Properly generalized implementation seems well over my head, so I will
settle for a hacked-in solution for my particular case. My bonds will allow
re-binding, and I have a reasonable number of them, so I think I am safe in
this aspect. I will start working on this and very likely come back with
more questions.
But for now, I have one more question :
Let's say I have a tabulated bond between two particles. The table is as
long as the box size (let's say 10 nm) and it is a lj-cos potential so it
allows complete dissociation of these two particles. I get an error if
these particles get further than some threshold during simulation. I
believe that this threshold is due to domain decomposition. I want to have
tables as long as the box to allow complete dissociation. This way I will
not need any non-bonded interactions for my hydrogen bonds. Would it be
possible to ignore this threshold for my "hydrogen bonded" particles?

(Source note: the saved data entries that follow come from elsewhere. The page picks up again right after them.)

//! In-memory stores, used by tests and embedders

use anyhow::Result;
use async_trait::async_trait;
use lodestone_core::types::{ContentPack, ContentPackInstallation, ModelId};
use std::collections::BTreeMap;
use tokio::sync::RwLock;

use super::{ContentPackStore, InstallationStore};

#[derive(Default)]
pub struct InMemoryContentPackStore {
    packs: RwLock<BTreeMap<(ModelId, u32), ContentPack>>,
}

impl InMemoryContentPackStore {
    pub fn new() -> Self {
        Self::default()
    }
}

#[async_trait]
impl ContentPackStore for InMemoryContentPackStore {
    async fn load(&self, id: &ModelId, revision: u32) -> Result<Option<ContentPack>> {
        Ok(self.packs.read().await.get(&(id.clone(), revision)).cloned())
    }

    async fn save(&self, pack: &ContentPack) -> Result<()> {
        self.packs
            .write()
            .await
            .insert((pack.id().clone(), pack.revision()), pack.clone());
        Ok(())
    }

    async fn list(&self) -> Result<Vec<ContentPack>> {
        Ok(self.packs.read().await.values().cloned().collect())
    }
}

#[derive(Default)]
pub struct InMemoryInstallationStore {
    installations: RwLock<BTreeMap<String, ContentPackInstallation>>,
}

impl InMemoryInstallationStore {
    pub fn new() -> Self {
        Self::default()
    }

    pub async fn len(&self) -> usize {
        self.installations.read().await.len()
    }

    pub async fn is_empty(&self) -> bool {
        self.installations.read().await.is_empty()
    }
}

#[async_trait]
impl InstallationStore for InMemoryInstallationStore {
    async fn save(&self, installation: &ContentPackInstallation) -> Result<()> {
        self.installations
            .write()
            .await
            .insert(installation.id.clone(), installation.clone());
        Ok(())
    }

    async fn delete_by_id(&self, id: &str) -> Result<bool> {
        Ok(self.installations.write().await.remove(id).is_some())
    }

    async fn find_by_id(&self, id: &str) -> Result<Option<ContentPackInstallation>> {
        Ok(self.installations.read().await.get(id).cloned())
    }

    async fn find_by_content_pack(&self, id: &ModelId) -> Result<Vec<ContentPackInstallation>> {
        Ok(self
            .installations
            .read()
            .await
            .values()
            .filter(|i| &i.content_pack_id == id)
            .cloned()
            .collect())
    }

    async fn list(&self) -> Result<Vec<ContentPackInstallation>> {
        Ok(self.installations.read().await.values().cloned().collect())
    }
}

#[cfg(test)]
mod tests {
    use super::*;
    use lodestone_core::types::{ContentPackV1, Parameters};

    #[tokio::test]
    async fn test_pack_store_keys_by_revision() {
        let store = InMemoryContentPackStore::new();
        store.save(&ContentPackV1::new("cp", 1).into()).await.unwrap();
        store.save(&ContentPackV1::new("cp", 2).into()).await.unwrap();

        let id = ModelId::from("cp");
        assert_eq!(store.load(&id, 2).await.unwrap().unwrap().revision(), 2);
        assert!(store.load(&id, 3).await.unwrap().is_none());
        assert_eq!(store.list().await.unwrap().len(), 2);
    }

    #[tokio::test]
    async fn test_installation_store_delete() {
        let store = InMemoryInstallationStore::new();
        let parameters = Parameters::default();
        let record =
            ContentPackInstallation::new(ModelId::from("cp"), 1, parameters, vec![], "", "u");
        store.save(&record).await.unwrap();

        assert_eq!(store.find_by_content_pack(&ModelId::from("cp")).await.unwrap().len(), 1);
        assert!(store.delete_by_id(&record.id).await.unwrap());
        assert!(!store.delete_by_id(&record.id).await.unwrap());
        assert!(store.is_empty().await);
    }
}
//! Installations command

use anyhow::{Context, Result};
use camino::Utf8Path;
use lodestone_core::types::ModelId;
use serde::Serialize;
use tabled::{settings::Style, Table, Tabled};

use super::Workspace;
use crate::cli::InstallationsArgs;
use crate::output;

#[derive(Tabled, Serialize)]
struct InstallationRow {
    id: String,
    #[tabled(rename = "content pack")]
    content_pack: String,
    revision: u32,
    entities: usize,
    #[tabled(rename = "created by")]
    created_by: String,
    #[tabled(rename = "created at")]
    created_at: String,
    comment: String,
}

pub async fn run(args: InstallationsArgs, config_path: Option<&Utf8Path>) -> Result<()> {
    let workspace = Workspace::open(config_path)?;
    let store = workspace.service.installations();

    let mut installations = match &args.pack {
        Some(pack) => store.find_by_content_pack(&ModelId::from(pack.as_str())).await?,
        None => store.list().await?,
    };
    installations.sort_by_key(|i| i.created_at);

    if installations.is_empty() {
        output::info("No installations");
        return Ok(());
    }

    let rows: Vec<InstallationRow> = installations
        .iter()
        .map(|i| InstallationRow {
            id: i.id.clone(),
            content_pack: i.content_pack_id.to_string(),
            revision: i.content_pack_revision,
            entities: i.entities.len(),
            created_by: i.created_by.clone(),
            created_at: i.created_at.format("%Y-%m-%d %H:%M").to_string(),
            comment: i.comment.clone(),
        })
        .collect();

    if args.json {
        let json = serde_json::to_string_pretty(&installations)
            .context("Failed to serialize installations to JSON")?;
        println!("{}", json);
    } else {
        let mut table = Table::new(&rows);
        table.with(Style::sharp());
        println!("{}", table);
    }
    Ok(())
}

Particle decomposition comes to mind, but it says "only whole molecules can
be assigned to a processor" in the manual, which locks me into a single
processor as I have one enormous coarse grained molecule.
Cheers
Murat
On Thu, Oct 4, 2012 at 4:26 PM, Berk Hess <hess at kth.se> wrote:
> Hi,
>
> If you want to this completely generally, you would need 3-body non-bonded
> interactions. Gromacs is not well suited (yet) for this.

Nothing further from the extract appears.